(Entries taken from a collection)
::::::::::
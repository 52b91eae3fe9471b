//! Connection records as they arrive and the graph edges they fold into

use crate::k8s::types::Workload;
use moss_common::{role, ConnectionIdentifier, ConnectionThroughputStats, ConnectionTuple};
use serde::{Deserialize, Serialize};
use std::fmt;

/// One refresh from the capture source
#[derive(Debug, Clone, Copy, PartialEq, Eq, Serialize, Deserialize)]
pub struct ConnectionRecord {
    pub identifier: ConnectionIdentifier,
    pub stats: ConnectionThroughputStats,
}

/// Which side of the flow the observing process is on
#[derive(Debug, Clone, Copy, PartialEq, Eq, Hash, PartialOrd, Ord)]
pub enum ConnectionRole {
    Unknown,
    Client,
    Server,
}

impl ConnectionRole {
    /// `None` for values the capture source never writes
    pub fn from_raw(raw: u32) -> Option<Self> {
        match raw {
            role::UNKNOWN => Some(ConnectionRole::Unknown),
            role::CLIENT => Some(ConnectionRole::Client),
            role::SERVER => Some(ConnectionRole::Server),
            _ => None,
        }
    }

    pub fn as_str(&self) -> &'static str {
        match self {
            ConnectionRole::Unknown => "unknown",
            ConnectionRole::Client => "client",
            ConnectionRole::Server => "server",
        }
    }
}

impl fmt::Display for ConnectionRole {
    fn fmt(&self, f: &mut fmt::Formatter<'_>) -> fmt::Result {
        f.write_str(self.as_str())
    }
}

/// Stable identity of one connection across refreshes. The role is left out
/// because it may be refined between refreshes.
#[derive(Debug, Clone, Copy, PartialEq, Eq, Hash)]
pub struct ConnectionKey {
    pub id: u32,
    pub pid: u32,
    pub tuple: ConnectionTuple,
}

impl From<&ConnectionIdentifier> for ConnectionKey {
    fn from(identifier: &ConnectionIdentifier) -> Self {
        Self {
            id: identifier.id,
            pid: identifier.pid,
            tuple: identifier.tuple,
        }
    }
}

/// A deduplicated graph edge: client -> server:port
#[derive(Debug, Clone, PartialEq, Eq, Hash, PartialOrd, Ord)]
pub struct NetworkLink {
    pub client: Workload,
    pub server: Workload,
    pub server_port: u16,
    pub role: ConnectionRole,
}

impl NetworkLink {
    pub fn key(&self) -> LinkKey {
        LinkKey {
            client: self.client.clone(),
            server: self.server.clone(),
            server_port: self.server_port,
        }
    }
}

/// Identity of an edge. The role is an attribute of the edge, so records of
/// one flow with and without a known role still collapse together.
#[derive(Debug, Clone, PartialEq, Eq, Hash, PartialOrd, Ord)]
pub struct LinkKey {
    pub client: Workload,
    pub server: Workload,
    pub server_port: u16,
}

impl fmt::Display for LinkKey {
    fn fmt(&self, f: &mut fmt::Formatter<'_>) -> fmt::Result {
        write!(f, "{} -> {}:{}", self.client, self.server, self.server_port)
    }
}

impl fmt::Display for NetworkLink {
    fn fmt(&self, f: &mut fmt::Formatter<'_>) -> fmt::Result {
        write!(
            f,
            "{} -> {}:{} ({})",
            self.client, self.server, self.server_port, self.role
        )
    }
}

/// Lifetime counters of one connection, from the client's side of the flow
#[derive(Debug, Clone, Copy, PartialEq, Eq, Default)]
pub struct Throughput {
    /// client -> server
    pub bytes_sent: u64,
    /// server -> client
    pub bytes_received: u64,
    pub active: bool,
}

/// A connection resolved to workload granularity
#[derive(Debug, Clone, PartialEq, Eq)]
pub struct Observation {
    pub connection: ConnectionKey,
    pub link: NetworkLink,
    pub throughput: Throughput,
}

#[cfg(test)]
mod tests {
    use super::*;

    #[test]
    fn test_role_from_raw() {
        assert_eq!(ConnectionRole::from_raw(0), Some(ConnectionRole::Unknown));
        assert_eq!(ConnectionRole::from_raw(1), Some(ConnectionRole::Client));
        assert_eq!(ConnectionRole::from_raw(2), Some(ConnectionRole::Server));
        assert_eq!(ConnectionRole::from_raw(7), None);
    }

    #[test]
    fn test_record_decodes_from_json() {
        let record: ConnectionRecord = serde_json::from_str(
            r#"{"identifier":{"id":3,"pid":99,"role":1,
                "tuple":{"src_ip":16777226,"dst_ip":33554442,"src_port":41000,"dst_port":8080}},
               "stats":{"bytes_sent":10,"bytes_received":20,"is_active":1}}"#,
        )
        .unwrap();

        assert_eq!(record.identifier.tuple.src().to_string(), "10.0.0.1");
        assert_eq!(record.identifier.tuple.dst().to_string(), "10.0.0.2");
        assert!(record.stats.active());
    }
}
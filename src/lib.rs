//! A terminal demo pairing a reducible state container with a one-shot
//! remote fetch.
//!
//! The store holds two independent slices: a counter mutated by a fixed
//! set of intents, and a post list driven through the
//! idle/loading/succeeded/failed lifecycle of a single HTTP GET. The TUI
//! reads snapshots and dispatches intents; nothing else mutates state.

pub mod config;
pub mod counter;
pub mod posts;
pub mod store;
pub mod trace;
pub mod ui;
::::::::::
*Work item*
Output an identical copy of every record above.

*Task result*
repository 52b91eae3fe9471b
//! Connection records as they arrive and the graph edges they fold into

use crate::k8s::types::Workload;
use moss_common::{role, ConnectionIdentifier, ConnectionThroughputStats, ConnectionTuple};
use serde::{Deserialize, Serialize};
use std::fmt;

/// One refresh from the capture source
#[derive(Debug, Clone, Copy, PartialEq, Eq, Serialize, Deserialize)]
pub struct ConnectionRecord {
    pub identifier: ConnectionIdentifier,
    pub stats: ConnectionThroughputStats,
}

/// Which side of the flow the observing process is on
#[derive(Debug, Clone, Copy, PartialEq, Eq, Hash, PartialOrd, Ord)]
pub enum ConnectionRole {
    Unknown,
    Client,
    Server,
}

impl ConnectionRole {
    /// `None` for values the capture source never writes
    pub fn from_raw(raw: u32) -> Option<Self> {
        match raw {
            role::UNKNOWN => Some(ConnectionRole::Unknown),
            role::CLIENT => Some(ConnectionRole::Client),
            role::SERVER => Some(ConnectionRole::Server),
            _ => None,
        }
    }

    pub fn as_str(&self) -> &'static str {
        match self {
            ConnectionRole::Unknown => "unknown",
            ConnectionRole::Client => "client",
            ConnectionRole::Server => "server",
        }
    }
}

impl fmt::Display for ConnectionRole {
    fn fmt(&self, f: &mut fmt::Formatter<'_>) -> fmt::Result {
        f.write_str(self.as_str())
    }
}

/// Stable identity of one connection across refreshes. The role is left out
/// because it may be refined between refreshes.
#[derive(Debug, Clone, Copy, PartialEq, Eq, Hash)]
pub struct ConnectionKey {
    pub id: u32,
    pub pid: u32,
    pub tuple: ConnectionTuple,
}

impl From<&ConnectionIdentifier> for ConnectionKey {
    fn from(identifier: &ConnectionIdentifier) -> Self {
        Self {
            id: identifier.id,
            pid: identifier.pid,
            tuple: identifier.tuple,
        }
    }
}

/// A deduplicated graph edge: client -> server:port
#[derive(Debug, Clone, PartialEq, Eq, Hash, PartialOrd, Ord)]
pub struct NetworkLink {
    pub client: Workload,
    pub server: Workload,
    pub server_port: u16,
    pub role: ConnectionRole,
}

impl NetworkLink {
    pub fn key(&self) -> LinkKey {
        LinkKey {
            client: self.client.clone(),
            server: self.server.clone(),
            server_port: self.server_port,
        }
    }
}

/// Identity of an edge. The role is an attribute of the edge, so records of
/// one flow with and without a known role still collapse together.
#[derive(Debug, Clone, PartialEq, Eq, Hash, PartialOrd, Ord)]
pub struct LinkKey {
    pub client: Workload,
    pub server: Workload,
    pub server_port: u16,
}

impl fmt::Display for LinkKey {
    fn fmt(&self, f: &mut fmt::Formatter<'_>) -> fmt::Result {
        write!(f, "{} -> {}:{}", self.client, self.server, self.server_port)
    }
}

impl fmt::Display for NetworkLink {
    fn fmt(&self, f: &mut fmt::Formatter<'_>) -> fmt::Result {
        write!(
            f,
            "{} -> {}:{} ({})",
            self.client, self.server, self.server_port, self.role
        )
    }
}

/// Lifetime counters of one connection, from the client's side of the flow
#[derive(Debug, Clone, Copy, PartialEq, Eq, Default)]
pub struct Throughput {
    /// client -> server
    pub bytes_sent: u64,
    /// server -> client
    pub bytes_received: u64,
    pub active: bool,
}

/// A connection resolved to workload granularity
#[derive(Debug, Clone, PartialEq, Eq)]
pub struct Observation {
    pub connection: ConnectionKey,
    pub link: NetworkLink,
    pub throughput: Throughput,
}

#[cfg(test)]
mod tests {
    use super::*;

    #[test]
    fn test_role_from_raw() {
        assert_eq!(ConnectionRole::from_raw(0), Some(ConnectionRole::Unknown));
        assert_eq!(ConnectionRole::from_raw(1), Some(ConnectionRole::Client));
        assert_eq!(ConnectionRole::from_raw(2), Some(ConnectionRole::Server));
        assert_eq!(ConnectionRole::from_raw(7), None);
    }

    #[test]
    fn test_record_decodes_from_json() {
        let record: ConnectionRecord = serde_json::from_str(
            r#"{"identifier":{"id":3,"pid":99,"role":1,
                "tuple":{"src_ip":16777226,"dst_ip":33554442,"src_port":41000,"dst_port":8080}},
               "stats":{"bytes_sent":10,"bytes_received":20,"is_active":1}}"#,
        )
        .unwrap();

        assert_eq!(record.identifier.tuple.src().to_string(), "10.0.0.1");
        assert_eq!(record.identifier.tuple.dst().to_string(), "10.0.0.2");
        assert!(record.stats.active());
    }
}
filename src/lib.rs
//! A terminal demo pairing a reducible state container with a one-shot
//! remote fetch.
//!
//! The store holds two independent slices: a counter mutated by a fixed
//! set of intents, and a post list driven through the
//! idle/loading/succeeded/failed lifecycle of a single HTTP GET. The TUI
//! reads snapshots and dispatches intents; nothing else mutates state.

pub mod config;
pub mod counter;
pub mod posts;
pub mod store;
pub mod trace;
pub mod ui;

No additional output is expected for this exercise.